== DATASET EXTRACT

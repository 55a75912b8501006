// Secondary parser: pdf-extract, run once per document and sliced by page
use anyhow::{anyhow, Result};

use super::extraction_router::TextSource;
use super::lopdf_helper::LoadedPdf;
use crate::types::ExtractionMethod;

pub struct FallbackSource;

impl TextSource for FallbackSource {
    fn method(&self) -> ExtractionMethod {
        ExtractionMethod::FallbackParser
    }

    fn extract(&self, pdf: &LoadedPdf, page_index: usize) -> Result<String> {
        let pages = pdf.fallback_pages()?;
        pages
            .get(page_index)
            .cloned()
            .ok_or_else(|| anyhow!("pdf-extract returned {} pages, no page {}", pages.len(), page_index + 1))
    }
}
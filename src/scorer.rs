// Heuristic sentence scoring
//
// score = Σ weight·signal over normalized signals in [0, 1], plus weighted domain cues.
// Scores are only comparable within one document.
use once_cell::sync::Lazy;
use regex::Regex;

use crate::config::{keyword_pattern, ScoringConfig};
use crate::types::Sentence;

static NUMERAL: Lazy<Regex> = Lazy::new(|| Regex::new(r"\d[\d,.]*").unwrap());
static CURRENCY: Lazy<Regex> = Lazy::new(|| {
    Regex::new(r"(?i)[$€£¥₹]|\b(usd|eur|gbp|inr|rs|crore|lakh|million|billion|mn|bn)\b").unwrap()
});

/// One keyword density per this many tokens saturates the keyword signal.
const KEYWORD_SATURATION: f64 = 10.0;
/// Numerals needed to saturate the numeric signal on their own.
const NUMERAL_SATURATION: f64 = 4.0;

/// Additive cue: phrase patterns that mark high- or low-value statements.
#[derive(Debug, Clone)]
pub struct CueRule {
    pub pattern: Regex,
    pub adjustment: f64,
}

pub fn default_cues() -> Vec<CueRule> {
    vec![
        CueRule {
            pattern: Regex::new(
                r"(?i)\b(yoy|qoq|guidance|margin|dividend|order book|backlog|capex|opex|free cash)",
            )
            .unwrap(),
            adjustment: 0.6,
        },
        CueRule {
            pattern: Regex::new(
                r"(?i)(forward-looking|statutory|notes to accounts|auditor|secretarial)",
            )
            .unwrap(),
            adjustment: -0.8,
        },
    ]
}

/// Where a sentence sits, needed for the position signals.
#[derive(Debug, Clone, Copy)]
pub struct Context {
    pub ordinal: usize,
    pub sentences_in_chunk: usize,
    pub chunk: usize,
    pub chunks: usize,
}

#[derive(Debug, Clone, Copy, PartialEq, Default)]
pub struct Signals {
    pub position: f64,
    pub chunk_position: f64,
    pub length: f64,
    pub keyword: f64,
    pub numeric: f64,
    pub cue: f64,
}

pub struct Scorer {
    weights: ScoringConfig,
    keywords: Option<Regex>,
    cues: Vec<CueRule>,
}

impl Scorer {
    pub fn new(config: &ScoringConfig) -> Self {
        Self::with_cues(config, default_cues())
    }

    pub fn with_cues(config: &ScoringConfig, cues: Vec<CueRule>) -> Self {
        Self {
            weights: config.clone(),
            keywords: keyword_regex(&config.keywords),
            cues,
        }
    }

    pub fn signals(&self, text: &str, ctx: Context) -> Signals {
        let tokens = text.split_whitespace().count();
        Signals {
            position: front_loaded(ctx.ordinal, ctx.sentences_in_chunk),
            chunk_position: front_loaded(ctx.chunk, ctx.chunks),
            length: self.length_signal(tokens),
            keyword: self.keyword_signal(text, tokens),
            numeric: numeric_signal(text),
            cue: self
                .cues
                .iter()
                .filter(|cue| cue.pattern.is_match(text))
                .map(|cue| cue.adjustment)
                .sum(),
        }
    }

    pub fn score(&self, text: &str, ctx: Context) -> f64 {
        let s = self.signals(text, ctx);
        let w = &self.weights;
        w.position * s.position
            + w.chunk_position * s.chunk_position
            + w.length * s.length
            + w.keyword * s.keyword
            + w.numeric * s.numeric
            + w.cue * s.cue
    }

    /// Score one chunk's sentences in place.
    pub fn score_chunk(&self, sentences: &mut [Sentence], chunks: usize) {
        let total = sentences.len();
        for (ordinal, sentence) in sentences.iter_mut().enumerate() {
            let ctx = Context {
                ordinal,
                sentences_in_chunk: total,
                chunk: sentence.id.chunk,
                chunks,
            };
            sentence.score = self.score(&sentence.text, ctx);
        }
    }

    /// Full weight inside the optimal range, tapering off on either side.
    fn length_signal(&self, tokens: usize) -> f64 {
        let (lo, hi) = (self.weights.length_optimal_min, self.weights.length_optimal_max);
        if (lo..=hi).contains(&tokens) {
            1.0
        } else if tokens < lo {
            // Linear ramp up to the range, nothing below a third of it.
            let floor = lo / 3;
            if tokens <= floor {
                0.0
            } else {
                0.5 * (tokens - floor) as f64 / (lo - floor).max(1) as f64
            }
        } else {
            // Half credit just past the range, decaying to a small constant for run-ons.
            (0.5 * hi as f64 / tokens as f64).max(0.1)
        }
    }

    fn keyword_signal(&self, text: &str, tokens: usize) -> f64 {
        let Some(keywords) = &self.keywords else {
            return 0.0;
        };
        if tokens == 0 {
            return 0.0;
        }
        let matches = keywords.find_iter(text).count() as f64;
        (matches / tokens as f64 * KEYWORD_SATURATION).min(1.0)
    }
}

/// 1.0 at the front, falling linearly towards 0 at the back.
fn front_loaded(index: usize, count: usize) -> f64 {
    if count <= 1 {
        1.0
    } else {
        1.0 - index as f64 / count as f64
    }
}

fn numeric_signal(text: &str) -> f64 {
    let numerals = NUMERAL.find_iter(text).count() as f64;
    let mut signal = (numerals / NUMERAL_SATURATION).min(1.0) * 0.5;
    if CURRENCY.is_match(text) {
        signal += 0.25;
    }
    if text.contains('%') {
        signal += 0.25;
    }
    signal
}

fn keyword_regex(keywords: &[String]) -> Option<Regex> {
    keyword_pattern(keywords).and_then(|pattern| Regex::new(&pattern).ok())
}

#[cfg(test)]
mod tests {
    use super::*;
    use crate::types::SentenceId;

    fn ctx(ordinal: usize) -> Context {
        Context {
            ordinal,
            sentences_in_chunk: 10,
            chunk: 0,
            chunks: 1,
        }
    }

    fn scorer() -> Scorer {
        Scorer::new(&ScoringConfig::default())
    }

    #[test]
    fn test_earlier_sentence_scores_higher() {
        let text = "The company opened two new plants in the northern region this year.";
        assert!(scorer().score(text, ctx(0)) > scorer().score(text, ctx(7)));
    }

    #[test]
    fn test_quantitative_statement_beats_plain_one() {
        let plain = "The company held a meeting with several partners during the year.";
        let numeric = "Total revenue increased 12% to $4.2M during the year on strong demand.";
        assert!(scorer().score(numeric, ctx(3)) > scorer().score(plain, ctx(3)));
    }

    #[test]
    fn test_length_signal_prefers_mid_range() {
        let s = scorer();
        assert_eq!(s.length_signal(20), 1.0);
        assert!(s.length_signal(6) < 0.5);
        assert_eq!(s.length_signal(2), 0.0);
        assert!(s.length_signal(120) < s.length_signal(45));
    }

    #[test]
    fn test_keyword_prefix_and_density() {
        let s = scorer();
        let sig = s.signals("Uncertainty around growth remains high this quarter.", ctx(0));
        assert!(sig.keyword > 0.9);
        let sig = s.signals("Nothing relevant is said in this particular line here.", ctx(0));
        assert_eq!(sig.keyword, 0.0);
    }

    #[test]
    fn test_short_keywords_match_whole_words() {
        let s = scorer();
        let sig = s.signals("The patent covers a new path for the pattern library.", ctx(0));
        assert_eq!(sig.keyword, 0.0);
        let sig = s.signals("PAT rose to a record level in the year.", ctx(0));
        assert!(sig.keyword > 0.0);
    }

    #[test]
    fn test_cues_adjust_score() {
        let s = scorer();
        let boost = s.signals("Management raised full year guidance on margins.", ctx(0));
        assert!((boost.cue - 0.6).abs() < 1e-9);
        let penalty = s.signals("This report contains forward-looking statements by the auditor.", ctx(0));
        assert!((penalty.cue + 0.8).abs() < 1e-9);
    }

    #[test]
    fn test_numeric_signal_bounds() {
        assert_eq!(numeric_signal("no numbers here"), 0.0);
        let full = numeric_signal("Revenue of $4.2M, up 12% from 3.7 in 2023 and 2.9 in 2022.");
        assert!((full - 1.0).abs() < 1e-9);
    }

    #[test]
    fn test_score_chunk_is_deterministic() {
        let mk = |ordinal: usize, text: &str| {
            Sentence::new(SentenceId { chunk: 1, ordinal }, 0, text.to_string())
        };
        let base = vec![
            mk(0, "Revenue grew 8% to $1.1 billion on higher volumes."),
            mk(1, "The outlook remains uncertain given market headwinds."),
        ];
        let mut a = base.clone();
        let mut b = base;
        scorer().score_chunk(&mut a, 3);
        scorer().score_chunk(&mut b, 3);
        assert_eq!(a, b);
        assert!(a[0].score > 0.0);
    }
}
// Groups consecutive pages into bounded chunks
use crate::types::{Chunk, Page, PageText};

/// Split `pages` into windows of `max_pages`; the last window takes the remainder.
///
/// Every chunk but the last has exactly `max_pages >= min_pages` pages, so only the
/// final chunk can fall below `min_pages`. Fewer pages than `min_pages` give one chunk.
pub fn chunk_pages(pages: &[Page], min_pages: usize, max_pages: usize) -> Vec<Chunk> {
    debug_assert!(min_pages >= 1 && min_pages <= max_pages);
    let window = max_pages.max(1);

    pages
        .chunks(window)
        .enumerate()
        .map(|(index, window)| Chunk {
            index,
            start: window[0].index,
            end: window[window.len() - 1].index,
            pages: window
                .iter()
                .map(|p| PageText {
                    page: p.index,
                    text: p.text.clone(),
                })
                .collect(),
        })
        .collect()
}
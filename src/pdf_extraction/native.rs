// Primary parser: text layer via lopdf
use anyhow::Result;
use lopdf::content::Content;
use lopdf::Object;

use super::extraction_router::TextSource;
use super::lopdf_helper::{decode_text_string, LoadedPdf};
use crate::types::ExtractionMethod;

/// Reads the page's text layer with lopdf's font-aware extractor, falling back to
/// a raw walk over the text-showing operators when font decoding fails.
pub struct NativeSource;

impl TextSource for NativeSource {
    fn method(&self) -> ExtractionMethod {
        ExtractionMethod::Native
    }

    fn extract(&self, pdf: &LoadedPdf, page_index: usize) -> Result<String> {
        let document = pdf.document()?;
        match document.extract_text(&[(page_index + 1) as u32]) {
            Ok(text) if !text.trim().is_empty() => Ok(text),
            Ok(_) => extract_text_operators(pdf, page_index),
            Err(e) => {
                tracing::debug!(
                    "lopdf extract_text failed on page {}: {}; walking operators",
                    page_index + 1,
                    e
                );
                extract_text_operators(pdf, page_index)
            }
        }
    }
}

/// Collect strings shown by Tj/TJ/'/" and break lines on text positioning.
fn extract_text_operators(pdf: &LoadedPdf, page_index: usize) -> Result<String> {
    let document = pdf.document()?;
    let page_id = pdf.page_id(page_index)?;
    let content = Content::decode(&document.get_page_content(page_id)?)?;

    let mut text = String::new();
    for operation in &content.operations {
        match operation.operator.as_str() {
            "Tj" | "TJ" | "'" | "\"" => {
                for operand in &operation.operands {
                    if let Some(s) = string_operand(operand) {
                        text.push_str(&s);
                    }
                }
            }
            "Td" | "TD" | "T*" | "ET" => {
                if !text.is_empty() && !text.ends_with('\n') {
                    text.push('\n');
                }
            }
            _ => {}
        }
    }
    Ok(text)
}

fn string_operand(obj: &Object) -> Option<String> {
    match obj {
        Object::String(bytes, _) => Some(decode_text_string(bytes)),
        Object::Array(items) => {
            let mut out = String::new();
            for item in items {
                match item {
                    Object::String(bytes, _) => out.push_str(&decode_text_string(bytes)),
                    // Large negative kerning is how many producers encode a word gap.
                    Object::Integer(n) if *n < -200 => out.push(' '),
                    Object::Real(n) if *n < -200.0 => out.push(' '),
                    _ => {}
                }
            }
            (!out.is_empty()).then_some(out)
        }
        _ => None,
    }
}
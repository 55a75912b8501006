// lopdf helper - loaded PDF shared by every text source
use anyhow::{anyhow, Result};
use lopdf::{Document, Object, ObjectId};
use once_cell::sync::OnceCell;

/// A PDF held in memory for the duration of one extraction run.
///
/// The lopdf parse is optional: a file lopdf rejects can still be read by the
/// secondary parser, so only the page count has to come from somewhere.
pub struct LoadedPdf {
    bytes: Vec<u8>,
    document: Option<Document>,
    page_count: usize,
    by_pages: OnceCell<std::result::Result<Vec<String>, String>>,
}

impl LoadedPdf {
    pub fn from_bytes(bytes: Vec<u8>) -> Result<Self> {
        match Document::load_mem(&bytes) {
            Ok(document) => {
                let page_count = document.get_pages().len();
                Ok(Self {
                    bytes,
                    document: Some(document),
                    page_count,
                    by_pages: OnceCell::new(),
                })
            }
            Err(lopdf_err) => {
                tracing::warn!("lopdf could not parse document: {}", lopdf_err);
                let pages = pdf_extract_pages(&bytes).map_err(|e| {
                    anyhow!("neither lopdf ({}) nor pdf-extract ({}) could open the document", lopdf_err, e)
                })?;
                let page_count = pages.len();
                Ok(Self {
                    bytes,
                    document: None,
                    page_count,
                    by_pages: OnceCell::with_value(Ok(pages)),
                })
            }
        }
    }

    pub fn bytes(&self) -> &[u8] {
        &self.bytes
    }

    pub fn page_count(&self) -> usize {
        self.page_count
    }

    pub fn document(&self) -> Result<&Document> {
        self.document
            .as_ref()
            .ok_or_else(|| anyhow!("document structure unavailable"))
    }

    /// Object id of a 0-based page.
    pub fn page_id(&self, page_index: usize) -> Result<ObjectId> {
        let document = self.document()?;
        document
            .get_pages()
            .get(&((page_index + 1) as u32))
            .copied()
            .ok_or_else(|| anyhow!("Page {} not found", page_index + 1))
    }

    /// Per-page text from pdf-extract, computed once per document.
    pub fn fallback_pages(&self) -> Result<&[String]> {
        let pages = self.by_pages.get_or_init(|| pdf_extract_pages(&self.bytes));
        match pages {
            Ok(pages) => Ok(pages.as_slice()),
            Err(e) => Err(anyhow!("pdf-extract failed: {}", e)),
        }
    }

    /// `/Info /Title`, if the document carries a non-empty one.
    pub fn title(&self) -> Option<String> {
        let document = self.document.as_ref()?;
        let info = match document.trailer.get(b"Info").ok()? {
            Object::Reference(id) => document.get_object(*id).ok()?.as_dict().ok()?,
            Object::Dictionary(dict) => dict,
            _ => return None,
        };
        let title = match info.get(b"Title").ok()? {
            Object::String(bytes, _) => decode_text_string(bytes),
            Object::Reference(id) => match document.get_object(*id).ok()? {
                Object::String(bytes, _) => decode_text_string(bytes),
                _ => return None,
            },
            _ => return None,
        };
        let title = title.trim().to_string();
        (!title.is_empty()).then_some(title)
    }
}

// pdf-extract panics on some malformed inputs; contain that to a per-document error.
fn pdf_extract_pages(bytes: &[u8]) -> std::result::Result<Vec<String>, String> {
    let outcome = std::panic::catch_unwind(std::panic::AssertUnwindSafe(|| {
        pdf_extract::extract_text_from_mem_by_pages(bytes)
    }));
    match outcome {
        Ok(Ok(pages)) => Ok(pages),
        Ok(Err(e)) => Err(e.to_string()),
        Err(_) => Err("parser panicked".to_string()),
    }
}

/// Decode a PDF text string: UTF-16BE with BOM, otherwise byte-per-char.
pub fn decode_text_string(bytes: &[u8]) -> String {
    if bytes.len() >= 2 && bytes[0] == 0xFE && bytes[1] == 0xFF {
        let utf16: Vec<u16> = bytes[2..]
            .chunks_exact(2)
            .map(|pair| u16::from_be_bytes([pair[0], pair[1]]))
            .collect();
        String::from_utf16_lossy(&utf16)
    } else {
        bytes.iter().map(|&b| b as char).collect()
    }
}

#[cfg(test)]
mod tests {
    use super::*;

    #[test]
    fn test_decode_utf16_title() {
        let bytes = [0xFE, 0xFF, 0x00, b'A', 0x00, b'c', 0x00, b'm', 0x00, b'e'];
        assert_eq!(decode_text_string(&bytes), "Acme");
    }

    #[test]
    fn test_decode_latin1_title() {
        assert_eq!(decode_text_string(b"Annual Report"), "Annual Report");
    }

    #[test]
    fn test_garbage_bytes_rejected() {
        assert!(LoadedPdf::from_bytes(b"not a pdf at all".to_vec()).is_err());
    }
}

====

TASK BRIEF:
Isolate each line of the listing above that includes "operation". Copy it.

COMPLETED EXERCISE:
    for operation in &content.operations {
        match operation.operator.as_str() {
                for operand in &operation.operands {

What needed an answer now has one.